Speed up your XML code with OuterXmlCachingXmlDocument

Filed under: Performance — Tags: , , — charlieflowers @ 7:09 pm

Transitioning from a string to XmlDocument and vice versa is very slow

Recently I worked on a project which involved some performance profiling. We used tools like Red Gate’s profiler, the free .NET CLR profiler from Microsoft, and the AutomatedQa profiler. These profilers made one thing very clear — transitioning from an XmlDocument representation of XML to a text representation, and vice versa, is very expensive and slow.

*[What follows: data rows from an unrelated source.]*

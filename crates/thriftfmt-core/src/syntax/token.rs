//! Tokens of the lexer output stream
//!
//! Code and comment tokens share one index-ordered stream. Comments live on
//! their own channel: they are addressable by index but never appear as
//! children in the syntax tree.

/// Line value stamped on tokens inserted by the formatter (lines are 1-based)
pub const SYNTHETIC_LINE: u32 = 0;

/// Stream index stamped on tokens inserted by the formatter
pub const SYNTHETIC_INDEX: usize = usize::MAX;

/// Text carried by the end-of-input token
pub const EOF_TEXT: &str = "<EOF>";

/// Channel a token was emitted on
#[derive(Debug, Clone, Copy, PartialEq, Eq, Hash)]
pub enum Channel {
    Code,
    Comment,
}

/// Lexical class of a token, as far as the formatter cares
#[derive(Debug, Clone, Copy, PartialEq, Eq, Hash)]
pub enum TokenKind {
    Default,
    Eof,
    /// `// ...` or `# ...`
    LineComment,
    /// `/* ... */`
    BlockComment,
}

/// A single lexer token
#[derive(Debug, Clone, PartialEq, Eq)]
pub struct Token {
    /// Raw source text
    pub text: String,
    /// 1-based source line, or [`SYNTHETIC_LINE`]
    pub line: u32,
    /// Position in the full token stream, or [`SYNTHETIC_INDEX`]
    pub index: usize,
    pub channel: Channel,
    pub kind: TokenKind,
}

impl Token {
    /// Create a code token
    pub fn code(text: impl Into<String>, line: u32, index: usize) -> Self {
        Self {
            text: text.into(),
            line,
            index,
            channel: Channel::Code,
            kind: TokenKind::Default,
        }
    }

    /// Create a comment token, classifying it by its opening characters
    pub fn comment(text: impl Into<String>, line: u32, index: usize) -> Self {
        let text = text.into();
        let kind = if text.starts_with("/*") {
            TokenKind::BlockComment
        } else {
            TokenKind::LineComment
        };
        Self {
            text,
            line,
            index,
            channel: Channel::Comment,
            kind,
        }
    }

    /// Create the end-of-input token
    pub fn eof(line: u32, index: usize) -> Self {
        Self {
            text: EOF_TEXT.to_string(),
            line,
            index,
            channel: Channel::Code,
            kind: TokenKind::Eof,
        }
    }

    /// Create a token that does not come from the source
    pub fn synthetic(text: impl Into<String>) -> Self {
        Self::code(text, SYNTHETIC_LINE, SYNTHETIC_INDEX)
    }

    pub fn is_comment(&self) -> bool {
        self.channel == Channel::Comment
    }

    pub fn is_eof(&self) -> bool {
        self.kind == TokenKind::Eof
    }

    pub fn is_synthetic(&self) -> bool {
        self.line == SYNTHETIC_LINE
    }

    /// Line of the last physical line this token covers
    pub fn last_line(&self) -> u32 {
        let extra = self.text.matches('\n').count() as u32;
        self.line + extra
    }
}
//! Tree renderer
//!
//! One walker serves two purposes. In [`Mode::Decorated`] it produces the final
//! text: comments are reattached and columns aligned. In [`Mode::Plain`] it
//! renders nodes bare, which is what alignment uses to measure widths.

use thriftfmt_core::{NodeId, SyntaxKind, SyntaxTree, Token};
use tracing::{trace, warn};

use crate::layout::{RenderState, width};
use crate::options::FormatOptions;
use crate::strategy::{Join, Strategy, dispatch};

#[derive(Debug, Clone, Copy, PartialEq, Eq)]
pub(crate) enum Mode {
    /// Bare rendering, no comments and no padding
    Plain,
    /// Full rendering
    Decorated,
}

pub(crate) struct Renderer<'a> {
    pub(crate) tree: &'a SyntaxTree,
    pub(crate) tokens: &'a [Token],
    pub(crate) options: &'a FormatOptions,
    pub(crate) mode: Mode,
    pub(crate) state: RenderState,
}

impl<'a> Renderer<'a> {
    pub(crate) fn plain(tree: &'a SyntaxTree, options: &'a FormatOptions) -> Self {
        Self {
            tree,
            tokens: &[],
            options,
            mode: Mode::Plain,
            state: RenderState::new(),
        }
    }

    pub(crate) fn decorated(
        tree: &'a SyntaxTree,
        tokens: &'a [Token],
        options: &'a FormatOptions,
    ) -> Self {
        Self {
            tree,
            tokens,
            options,
            mode: Mode::Decorated,
            state: RenderState::new(),
        }
    }

    /// Render `id` and return the text
    pub(crate) fn render(mut self, id: NodeId) -> String {
        self.render_node(id);
        self.state.finish()
    }

    pub(crate) fn render_node(&mut self, id: NodeId) {
        if self.mode == Mode::Decorated {
            self.apply_alignment(id);
        }

        let tree = self.tree;
        if self.mode == Mode::Decorated {
            trace!(node = %id, kind = %tree.kind(id), "render");
        }
        match dispatch(tree, id) {
            Strategy::Terminal => self.render_terminal(id),
            Strategy::Unwrap => {
                if let Some(child) = tree.first_child(id) {
                    self.render_node(child);
                }
            }
            Strategy::Block => self.render_block(tree.children(id), ""),
            Strategy::Inline(join) => self.render_inline(tree.children(id), join),
            Strategy::Subblocks { start, repeated } => self.render_subblocks(id, start, repeated),
            Strategy::Skip => {
                warn!(node = %id, text = %tree.text(id), "skipping error node");
            }
        }
    }

    /// Render `nodes` on one line, joined per `join`
    pub(crate) fn render_inline(&mut self, nodes: &[NodeId], join: Join) {
        for (i, &node) in nodes.iter().enumerate() {
            if i > 0 && join.joins(self.tree, nodes[i - 1], node) {
                self.state.append(join.sep);
            }
            self.render_node(node);
        }
    }

    /// Render `nodes` one per line at `indent`
    ///
    /// Consecutive nodes of the same kind sit on adjacent lines; a change of
    /// kind, or a kind that is always set apart, gets a blank line.
    pub(crate) fn render_block(&mut self, nodes: &[NodeId], indent: &str) {
        let mut last: Option<SyntaxKind> = None;
        for &node in nodes {
            let node = self.unwrap_wrapper(node);
            let kind = self.tree.kind(node);

            if let Some(prev) = last {
                let blank = prev != kind || kind.is_always_blank_line_separated();
                self.state.request_newline(if blank { 2 } else { 1 });
            }

            self.state.set_indent(indent);
            self.render_node(node);
            if self.mode == Mode::Decorated {
                self.trailing_comment();
            }
            last = Some(kind);
        }
    }

    fn unwrap_wrapper(&self, node: NodeId) -> NodeId {
        if self.tree.kind(node).is_wrapper() {
            self.tree.first_child(node).unwrap_or(node)
        } else {
            node
        }
    }

    /// Header inline, body of `repeated` children as an indented block, tail inline
    pub(crate) fn render_subblocks(&mut self, id: NodeId, start: usize, repeated: SyntaxKind) {
        let tree = self.tree;
        let children = tree.children(id);
        let start = start.min(children.len());
        let end = children[start..]
            .iter()
            .position(|&child| tree.kind(child) != repeated)
            .map_or(children.len(), |offset| start + offset);

        let (header, rest) = children.split_at(start);
        let (body, tail) = rest.split_at(end - start);

        self.render_inline(header, Join::INLINE);
        if self.mode == Mode::Decorated {
            self.trailing_comment();
        }
        if !body.is_empty() {
            self.before_subblock(body);
            self.state.request_newline(1);
            let indent = self.options.indent_string();
            self.render_block(body, &indent);
            self.after_subblock();
        }
        self.state.request_newline(1);
        self.state.set_indent("");
        self.render_inline(tail, Join::INLINE);
    }

    fn render_terminal(&mut self, id: NodeId) {
        let tree = self.tree;
        let Some(token) = tree.token(id) else {
            return;
        };

        if self.mode == Mode::Decorated && self.options.keep_comment {
            if self.state.has_pending_newline() {
                self.trailing_comment();
            }
            self.leading_comments(token);
        }

        if token.is_eof() {
            return;
        }
        self.state.push_indent();
        self.state.append(&token.text);
    }
}

/// Render `id` without comments or alignment
pub fn render_plain(tree: &SyntaxTree, id: NodeId) -> String {
    let options = FormatOptions::plain();
    Renderer::plain(tree, &options).render(id)
}

fn widest_line(text: &str) -> usize {
    text.lines().map(width).max().unwrap_or(0)
}

/// Display width of the plain rendering of `id`
pub(crate) fn measure_node(tree: &SyntaxTree, id: NodeId) -> usize {
    widest_line(&render_plain(tree, id))
}

/// Display width of the plain rendering of `nodes` joined per `join`
pub(crate) fn measure_inline(tree: &SyntaxTree, nodes: &[NodeId], join: Join) -> usize {
    let options = FormatOptions::plain();
    let mut renderer = Renderer::plain(tree, &options);
    renderer.render_inline(nodes, join);
    widest_line(&renderer.state.finish())
}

However, in this particular project, we had no choice. Our code was building credit reports, which means our original input was XML and our final output was XML (both the MISMO XML format). At various points scattered through the processing of a request, we had to call legacy components for specific tasks. Most of those legacy components wanted XML text (not a DOM) as input, and they also returned their output as XML text. But the rest of our code wanted to work with the XML as a DOM (ie, an XmlDocument), so that we could navigate, set properties, use XPATH, etc.

So, we had no choice but to transition from a large text string to an XmlDocument and then back again, over and over. I said before this is slow, but I want to make sure you understand I mean very slow! You’d be surprised. It is slow because a) it is a big job for the computer to do, and b) because it generates tons of little objects and therefore causes garbage collection overhead.

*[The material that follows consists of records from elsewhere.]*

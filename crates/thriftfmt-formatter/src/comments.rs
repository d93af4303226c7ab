//! Comment reattachment
//!
//! Comments live only in the token stream. The renderer remembers the stream
//! index of the last token it consumed; comments between that index and the
//! next rendered token are written as leading comments, and a comment on the
//! same source line as the last token becomes a trailing comment.

use thriftfmt_core::{Token, TokenKind};

use crate::render::Renderer;

impl Renderer<'_> {
    /// Write the comment that trails the last consumed token on its line
    pub(crate) fn trailing_comment(&mut self) {
        if !self.options.keep_comment {
            return;
        }
        let Some(last) = self.state.last_token else {
            return;
        };
        let tokens = self.tokens;
        let Some(last_token) = tokens.get(last) else {
            return;
        };

        let comment = tokens
            .iter()
            .skip(last + 1)
            .take_while(|token| token.line == last_token.line)
            .find(|token| token.is_comment());
        let Some(comment) = comment else {
            return;
        };

        let column = self.state.alignment.comment;
        if column > 0 {
            self.state.pad_committed_to(column);
        } else {
            self.state.append_current_line(" ");
        }
        self.state.append_current_line(comment.text.trim());
        self.state.last_token = Some(comment.index);
    }

    /// Write the comments between the last consumed token and `token`
    pub(crate) fn leading_comments(&mut self, token: &Token) {
        if !self.options.keep_comment || token.is_synthetic() {
            return;
        }

        let tokens = self.tokens;
        let from = self.state.last_token.map_or(0, |last| last + 1);
        let pending = tokens
            .iter()
            .skip(from)
            .take_while(|candidate| candidate.index < token.index)
            .filter(|candidate| candidate.is_comment());

        for comment in pending {
            if comment.index > 0 && comment.kind == TokenKind::BlockComment {
                self.state.request_newline(2);
            }

            self.state.emit_indent();
            self.state.append(comment.text.trim());

            let line_gap = i64::from(token.line) - i64::from(comment.last_line());
            let tight =
                comment.kind == TokenKind::LineComment || token.is_eof() || line_gap == 1;
            self.state.request_newline(if tight { 1 } else { 2 });
        }

        self.state.last_token = Some(token.index);
    }
}
//! Formatter Performance Benchmarks
//!
//! Documents are generated through the tree builder: `structs` structs with
//! `fields` commented, partly initialized fields each.
//!
//! Run with: `cargo bench --package thriftfmt-bench format_benchmark`

use criterion::{BenchmarkId, Criterion, criterion_group, criterion_main};
use std::hint::black_box;
use thriftfmt_core::{ParserResult, SyntaxKind, TreeBuilder};
use thriftfmt_formatter::{FormatOptions, ThriftFormatter, format_batch};

fn field(b: &mut TreeBuilder, id: usize) {
    b.node(SyntaxKind::Field, |b| {
        b.node(SyntaxKind::FieldId, |b| {
            b.node(SyntaxKind::Integer, |b| b.token(&id.to_string()));
            b.token(":");
        });
        b.node(SyntaxKind::FieldType, |b| {
            b.node(SyntaxKind::BaseType, |b| {
                b.node(SyntaxKind::RealBaseType, |b| b.token("i64"));
            });
        });
        b.token(&format!("field_{id}"));
        if id % 3 == 0 {
            b.token("=");
            b.node(SyntaxKind::ConstValue, |b| {
                b.node(SyntaxKind::Integer, |b| b.token(&(id * 7).to_string()));
            });
        }
    });
    if id % 2 == 0 {
        b.comment(&format!("// note {id}"));
    }
    b.newline();
}

fn document(structs: usize, fields: usize) -> ParserResult {
    let mut builder = TreeBuilder::new();
    builder.node(SyntaxKind::Document, |b| {
        b.node(SyntaxKind::Header, |b| {
            b.node(SyntaxKind::Include, |b| {
                b.token("include");
                b.token("\"shared.thrift\"");
            });
        });
        b.newlines(2);
        for s in 0..structs {
            b.comment(&format!("/* struct {s} */"));
            b.newline();
            b.node(SyntaxKind::Definition, |b| {
                b.node(SyntaxKind::Struct, |b| {
                    b.token("struct");
                    b.token(&format!("Record{s}"));
                    b.token("{");
                    b.newline();
                    for id in 1..=fields {
                        field(b, id);
                    }
                    b.token("}");
                });
            });
            b.newlines(2);
        }
        b.eof();
    });
    builder.finish().unwrap()
}

fn bench_format(c: &mut Criterion) {
    let mut group = c.benchmark_group("format");

    for structs in [1, 10, 100] {
        let data = document(structs, 20);
        group.bench_with_input(
            BenchmarkId::from_parameter(format!("{structs}_structs")),
            &data,
            |b, data| {
                b.iter(|| {
                    let mut formatter = ThriftFormatter::new(data.clone());
                    black_box(formatter.format().unwrap())
                });
            },
        );
    }

    group.finish();
}

fn bench_alignment_modes(c: &mut Criterion) {
    let mut group = c.benchmark_group("alignment");
    let data = document(10, 50);

    let modes = [
        ("assign", FormatOptions::default()),
        ("field", FormatOptions::new(4, true, true, true, false, true)),
        ("none", FormatOptions::new(4, true, true, true, false, false)),
    ];
    for (name, options) in modes {
        group.bench_with_input(BenchmarkId::from_parameter(name), &data, |b, data| {
            b.iter(|| {
                let mut formatter = ThriftFormatter::with_options(data.clone(), options.clone());
                black_box(formatter.format().unwrap())
            });
        });
    }

    group.finish();
}

fn bench_batch(c: &mut Criterion) {
    let batch: Vec<ParserResult> = (0..32).map(|_| document(10, 20)).collect();
    let options = FormatOptions::default();

    c.bench_function("format_batch_32_documents", |b| {
        b.iter(|| black_box(format_batch(batch.clone(), &options)));
    });
}

criterion_group!(benches, bench_format, bench_alignment_modes, bench_batch);
criterion_main!(benches);
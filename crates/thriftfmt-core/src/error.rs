//! Error types for tree construction and formatting

use thiserror::Error;

use crate::syntax::NodeId;

/// Main error type for thriftfmt operations
#[derive(Debug, Error)]
pub enum ThriftFmtError {
    /// A node id that does not belong to the tree
    #[error("Unknown node {0}")]
    UnknownNode(NodeId),

    /// Child operations on a terminal node
    #[error("Node {0} is a terminal and cannot own children")]
    NotARule(NodeId),

    /// Attaching a node that already has a parent
    #[error("Node {0} is already attached to a parent")]
    AlreadyAttached(NodeId),

    /// Attaching a node below itself
    #[error("Attaching node {child} under {parent} would create a cycle")]
    WouldCreateCycle { parent: NodeId, child: NodeId },

    #[error("Child index {index} out of bounds for node {parent} with {len} children")]
    ChildIndexOutOfBounds {
        parent: NodeId,
        index: usize,
        len: usize,
    },

    /// Misuse of the tree builder
    #[error("Builder error: {message}")]
    Builder { message: String },

    /// The upstream parser reported failure
    #[error("Parse failed: {reason}")]
    ParseFailed { reason: String },

    /// Invalid formatter configuration
    #[error("Configuration error: {message}")]
    Config { message: String },
}

/// Error kind enumeration for categorizing errors
#[derive(Debug, Clone, Copy, PartialEq, Eq)]
pub enum ErrorKind {
    Tree,
    Builder,
    Parse,
    Config,
}

impl ThriftFmtError {
    /// Get the error kind for this error
    pub fn kind(&self) -> ErrorKind {
        match self {
            ThriftFmtError::UnknownNode(_)
            | ThriftFmtError::NotARule(_)
            | ThriftFmtError::AlreadyAttached(_)
            | ThriftFmtError::WouldCreateCycle { .. }
            | ThriftFmtError::ChildIndexOutOfBounds { .. } => ErrorKind::Tree,
            ThriftFmtError::Builder { .. } => ErrorKind::Builder,
            ThriftFmtError::ParseFailed { .. } => ErrorKind::Parse,
            ThriftFmtError::Config { .. } => ErrorKind::Config,
        }
    }

    /// Whether a batch run can continue with the next document
    pub fn is_recoverable(&self) -> bool {
        matches!(self.kind(), ErrorKind::Parse | ErrorKind::Builder)
    }

    /// Create a builder error
    pub fn builder(message: impl Into<String>) -> Self {
        Self::Builder {
            message: message.into(),
        }
    }

    /// Create a parse failure error
    pub fn parse_failed(reason: impl Into<String>) -> Self {
        Self::ParseFailed {
            reason: reason.into(),
        }
    }

    /// Create a configuration error
    pub fn config(message: impl Into<String>) -> Self {
        Self::Config {
            message: message.into(),
        }
    }
}
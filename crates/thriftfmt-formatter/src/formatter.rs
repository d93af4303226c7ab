//! Formatter entry points

use rayon::prelude::*;
use thriftfmt_core::{ParserResult, Result, ThriftFmtError};
use tracing::{debug, debug_span, warn};

use crate::options::FormatOptions;
use crate::patch::patch;
use crate::render::Renderer;

/// Formats one parsed document
///
/// The formatter owns the parse result because the patch pass rewrites the
/// tree in place. Formatting twice yields the same text.
#[derive(Debug)]
pub struct ThriftFormatter {
    data: ParserResult,
    options: FormatOptions,
}

impl ThriftFormatter {
    pub fn new(data: ParserResult) -> Self {
        Self::with_options(data, FormatOptions::default())
    }

    pub fn with_options(data: ParserResult, options: FormatOptions) -> Self {
        Self { data, options }
    }

    pub fn options(&self) -> &FormatOptions {
        &self.options
    }

    pub fn set_options(&mut self, options: FormatOptions) {
        self.options = options;
    }

    pub fn parser_result(&self) -> &ParserResult {
        &self.data
    }

    pub fn into_parser_result(self) -> ParserResult {
        self.data
    }

    /// Patch the tree and render it
    ///
    /// Trees from a failed parse are formatted anyway; use
    /// [`ThriftFormatter::format_checked`] to refuse them.
    pub fn format(&mut self) -> Result<String> {
        let span = debug_span!(
            "format",
            nodes = self.data.tree.len(),
            tokens = self.data.tokens.len()
        );
        let _enter = span.enter();

        if !self.data.is_success() {
            warn!("formatting a tree from a failed parse");
        }

        patch(&mut self.data.tree, &self.options)?;
        let root = self.data.root();
        let output =
            Renderer::decorated(&self.data.tree, &self.data.tokens, &self.options).render(root);

        debug!(bytes = output.len(), "formatted document");
        Ok(output)
    }

    /// Like [`ThriftFormatter::format`], but fails on a tree from a failed parse
    pub fn format_checked(&mut self) -> Result<String> {
        if !self.data.is_success() {
            return Err(ThriftFmtError::parse_failed(
                "parser reported errors, refusing to format",
            ));
        }
        self.format()
    }
}

/// Format `data` with `options`
pub fn format_parser_result(data: ParserResult, options: &FormatOptions) -> Result<String> {
    ThriftFormatter::with_options(data, options.clone()).format()
}

/// Format independent documents in parallel, keeping input order
pub fn format_batch(batch: Vec<ParserResult>, options: &FormatOptions) -> Vec<Result<String>> {
    debug!(documents = batch.len(), "formatting batch");
    batch
        .into_par_iter()
        .map(|data| format_parser_result(data, options))
        .collect()
}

Caching the OuterXml representation

After thinking about this for a while, I realized that it would help tremendously if we could just make XmlDocument “cache” its textual representation. In other words, when you load an XmlDocument from a string, I wanted XmlDocument to “remember” that string. And as long as no one had made any changes to the XmlDocument in any way, the XmlDocument would merely return that string every time you call OuterXml. But the minute someone makes a change to the XmlDocument, the XmlDocument now knows it no longer has a valid string representation. The next time you call OuterXml, the XmlDocument would go through the big, expensive process of creating the textual representation … but then it would “remember” it again, until the next time that some change invalidates it.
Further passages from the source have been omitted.